→ **EXERCISE BRIEF**: Once you find the line containing "#[derive(Debug)]" in the data below, copy it and each following line exactly, up to and including the line containing "self.opened = true;", and nothing else.

→ **SOURCE DATA**:
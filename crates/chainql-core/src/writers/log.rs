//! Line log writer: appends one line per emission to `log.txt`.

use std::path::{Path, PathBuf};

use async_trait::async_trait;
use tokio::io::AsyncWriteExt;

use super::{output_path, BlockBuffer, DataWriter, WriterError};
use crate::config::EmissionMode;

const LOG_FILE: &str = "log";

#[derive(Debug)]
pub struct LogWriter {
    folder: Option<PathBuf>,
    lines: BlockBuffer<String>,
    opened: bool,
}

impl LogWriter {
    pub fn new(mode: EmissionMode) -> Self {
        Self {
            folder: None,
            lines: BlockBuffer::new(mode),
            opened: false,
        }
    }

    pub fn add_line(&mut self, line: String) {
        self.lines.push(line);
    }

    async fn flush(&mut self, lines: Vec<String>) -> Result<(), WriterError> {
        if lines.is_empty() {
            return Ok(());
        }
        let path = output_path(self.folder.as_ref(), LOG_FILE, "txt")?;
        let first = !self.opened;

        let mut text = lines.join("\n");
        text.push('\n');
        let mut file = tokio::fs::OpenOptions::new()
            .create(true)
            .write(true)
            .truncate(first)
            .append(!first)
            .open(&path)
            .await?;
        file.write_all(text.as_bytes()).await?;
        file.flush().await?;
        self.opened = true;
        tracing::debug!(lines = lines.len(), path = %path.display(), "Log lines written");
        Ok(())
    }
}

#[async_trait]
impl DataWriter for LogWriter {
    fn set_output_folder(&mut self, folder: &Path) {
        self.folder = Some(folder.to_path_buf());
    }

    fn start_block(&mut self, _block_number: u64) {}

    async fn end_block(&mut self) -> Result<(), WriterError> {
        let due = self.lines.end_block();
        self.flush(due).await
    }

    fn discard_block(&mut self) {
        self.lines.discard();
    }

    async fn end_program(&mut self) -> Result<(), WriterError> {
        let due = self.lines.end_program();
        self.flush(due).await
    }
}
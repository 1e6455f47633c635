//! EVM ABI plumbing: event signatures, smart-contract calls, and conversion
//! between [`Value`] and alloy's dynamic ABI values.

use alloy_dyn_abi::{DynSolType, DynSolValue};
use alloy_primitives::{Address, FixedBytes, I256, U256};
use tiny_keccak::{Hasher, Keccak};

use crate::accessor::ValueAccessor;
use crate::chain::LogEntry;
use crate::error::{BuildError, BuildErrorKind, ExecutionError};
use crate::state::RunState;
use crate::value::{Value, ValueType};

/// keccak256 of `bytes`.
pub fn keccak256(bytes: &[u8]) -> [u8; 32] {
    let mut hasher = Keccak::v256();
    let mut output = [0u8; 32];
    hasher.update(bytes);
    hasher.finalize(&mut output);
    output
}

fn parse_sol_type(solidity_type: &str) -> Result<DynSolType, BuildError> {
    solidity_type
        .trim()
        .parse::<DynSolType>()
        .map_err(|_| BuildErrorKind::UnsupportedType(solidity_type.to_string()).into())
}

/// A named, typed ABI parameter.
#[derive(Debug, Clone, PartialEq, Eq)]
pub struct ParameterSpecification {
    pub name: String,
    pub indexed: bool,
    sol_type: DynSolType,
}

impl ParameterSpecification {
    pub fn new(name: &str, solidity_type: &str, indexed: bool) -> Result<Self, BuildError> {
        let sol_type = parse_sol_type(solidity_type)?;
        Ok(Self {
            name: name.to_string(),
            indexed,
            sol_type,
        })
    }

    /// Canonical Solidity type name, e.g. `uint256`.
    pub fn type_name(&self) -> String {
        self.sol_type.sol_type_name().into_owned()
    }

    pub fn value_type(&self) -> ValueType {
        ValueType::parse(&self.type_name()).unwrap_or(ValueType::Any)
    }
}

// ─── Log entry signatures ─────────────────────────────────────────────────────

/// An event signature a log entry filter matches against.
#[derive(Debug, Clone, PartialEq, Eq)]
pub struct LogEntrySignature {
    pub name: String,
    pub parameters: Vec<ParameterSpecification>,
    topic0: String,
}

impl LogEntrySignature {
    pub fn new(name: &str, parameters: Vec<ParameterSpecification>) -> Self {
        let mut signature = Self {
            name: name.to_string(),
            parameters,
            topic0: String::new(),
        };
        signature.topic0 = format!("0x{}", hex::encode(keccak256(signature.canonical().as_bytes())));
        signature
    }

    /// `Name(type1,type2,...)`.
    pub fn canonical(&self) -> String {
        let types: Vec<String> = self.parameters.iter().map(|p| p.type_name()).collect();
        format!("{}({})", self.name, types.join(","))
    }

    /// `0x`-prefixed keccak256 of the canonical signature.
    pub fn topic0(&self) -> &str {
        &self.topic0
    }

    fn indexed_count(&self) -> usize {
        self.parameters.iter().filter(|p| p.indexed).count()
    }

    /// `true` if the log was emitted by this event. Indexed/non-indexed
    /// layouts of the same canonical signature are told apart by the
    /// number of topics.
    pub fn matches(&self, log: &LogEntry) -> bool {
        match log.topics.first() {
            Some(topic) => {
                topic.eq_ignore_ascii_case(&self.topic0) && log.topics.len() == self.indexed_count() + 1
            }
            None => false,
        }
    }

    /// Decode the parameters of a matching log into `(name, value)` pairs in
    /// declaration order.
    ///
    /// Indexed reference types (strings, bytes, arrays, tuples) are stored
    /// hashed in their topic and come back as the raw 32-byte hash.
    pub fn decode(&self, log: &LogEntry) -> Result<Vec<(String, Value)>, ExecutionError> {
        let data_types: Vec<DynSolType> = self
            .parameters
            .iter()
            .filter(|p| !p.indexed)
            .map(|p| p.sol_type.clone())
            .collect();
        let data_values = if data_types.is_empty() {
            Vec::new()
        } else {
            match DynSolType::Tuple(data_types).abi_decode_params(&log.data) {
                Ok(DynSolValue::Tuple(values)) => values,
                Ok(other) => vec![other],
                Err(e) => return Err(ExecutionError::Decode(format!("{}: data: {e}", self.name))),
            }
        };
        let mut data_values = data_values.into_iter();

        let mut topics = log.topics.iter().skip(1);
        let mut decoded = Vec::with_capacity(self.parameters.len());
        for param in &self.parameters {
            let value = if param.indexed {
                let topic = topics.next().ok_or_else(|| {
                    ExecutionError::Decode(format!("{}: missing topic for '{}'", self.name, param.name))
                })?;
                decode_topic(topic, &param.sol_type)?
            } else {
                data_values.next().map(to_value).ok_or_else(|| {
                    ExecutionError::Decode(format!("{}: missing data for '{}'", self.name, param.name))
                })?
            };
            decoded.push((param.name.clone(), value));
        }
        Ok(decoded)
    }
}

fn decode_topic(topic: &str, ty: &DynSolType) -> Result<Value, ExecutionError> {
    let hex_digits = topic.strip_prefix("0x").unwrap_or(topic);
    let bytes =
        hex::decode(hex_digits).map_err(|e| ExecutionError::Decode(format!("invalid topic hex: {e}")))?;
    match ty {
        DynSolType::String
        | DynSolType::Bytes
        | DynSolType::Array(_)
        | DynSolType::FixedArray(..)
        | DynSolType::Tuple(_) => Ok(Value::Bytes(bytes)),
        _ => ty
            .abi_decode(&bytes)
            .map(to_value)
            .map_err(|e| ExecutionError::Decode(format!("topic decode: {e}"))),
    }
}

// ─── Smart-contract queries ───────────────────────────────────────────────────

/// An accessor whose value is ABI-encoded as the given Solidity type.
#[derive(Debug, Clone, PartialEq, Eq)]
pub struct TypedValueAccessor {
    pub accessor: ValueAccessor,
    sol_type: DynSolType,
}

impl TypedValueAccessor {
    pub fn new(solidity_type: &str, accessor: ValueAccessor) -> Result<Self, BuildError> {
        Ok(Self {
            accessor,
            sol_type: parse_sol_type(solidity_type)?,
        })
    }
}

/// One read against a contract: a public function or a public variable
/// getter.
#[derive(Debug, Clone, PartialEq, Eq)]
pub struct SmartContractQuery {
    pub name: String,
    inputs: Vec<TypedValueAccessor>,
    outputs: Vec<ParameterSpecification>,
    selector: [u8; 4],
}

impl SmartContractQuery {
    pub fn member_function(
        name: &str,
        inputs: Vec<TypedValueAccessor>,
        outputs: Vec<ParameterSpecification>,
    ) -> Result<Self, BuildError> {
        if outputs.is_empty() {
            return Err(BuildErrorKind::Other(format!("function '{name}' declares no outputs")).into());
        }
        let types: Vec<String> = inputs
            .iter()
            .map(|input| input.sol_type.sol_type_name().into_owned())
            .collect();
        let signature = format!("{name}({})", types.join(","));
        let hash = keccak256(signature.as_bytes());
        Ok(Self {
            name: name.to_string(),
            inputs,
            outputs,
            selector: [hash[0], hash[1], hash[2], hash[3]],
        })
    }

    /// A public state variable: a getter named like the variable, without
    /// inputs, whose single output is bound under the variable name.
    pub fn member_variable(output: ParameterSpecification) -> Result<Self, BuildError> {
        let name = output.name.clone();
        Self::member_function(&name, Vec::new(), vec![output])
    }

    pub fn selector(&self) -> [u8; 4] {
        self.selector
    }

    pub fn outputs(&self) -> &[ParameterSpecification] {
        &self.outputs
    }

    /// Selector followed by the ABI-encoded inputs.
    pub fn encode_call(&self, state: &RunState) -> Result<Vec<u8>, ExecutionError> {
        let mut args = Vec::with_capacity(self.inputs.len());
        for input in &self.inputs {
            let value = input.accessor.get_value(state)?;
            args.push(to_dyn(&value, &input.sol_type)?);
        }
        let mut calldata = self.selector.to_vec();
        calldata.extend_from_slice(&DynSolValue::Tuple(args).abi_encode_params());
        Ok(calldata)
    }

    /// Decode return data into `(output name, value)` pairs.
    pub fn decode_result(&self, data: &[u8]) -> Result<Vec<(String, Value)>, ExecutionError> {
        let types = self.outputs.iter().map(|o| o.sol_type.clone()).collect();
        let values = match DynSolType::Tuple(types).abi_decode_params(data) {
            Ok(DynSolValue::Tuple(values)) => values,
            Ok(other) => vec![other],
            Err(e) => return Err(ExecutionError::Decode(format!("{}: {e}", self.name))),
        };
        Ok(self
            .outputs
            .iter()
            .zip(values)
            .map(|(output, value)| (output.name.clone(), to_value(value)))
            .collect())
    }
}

→ **REPLY**:
#[derive(Debug)]
pub struct LogWriter {
    folder: Option<PathBuf>,
    lines: BlockBuffer<String>,
    opened: bool,
}

impl LogWriter {
    pub fn new(mode: EmissionMode) -> Self {
        Self {
            folder: None,
            lines: BlockBuffer::new(mode),
            opened: false,
        }
    }

    pub fn add_line(&mut self, line: String) {
        self.lines.push(line);
    }

    async fn flush(&mut self, lines: Vec<String>) -> Result<(), WriterError> {
        if lines.is_empty() {
            return Ok(());
        }
        let path = output_path(self.folder.as_ref(), LOG_FILE, "txt")?;
        let first = !self.opened;

        let mut text = lines.join("\n");
        text.push('\n');
        let mut file = tokio::fs::OpenOptions::new()
            .create(true)
            .write(true)
            .truncate(first)
            .append(!first)
            .open(&path)
            .await?;
        file.write_all(text.as_bytes()).await?;
        file.flush().await?;
        self.opened = true;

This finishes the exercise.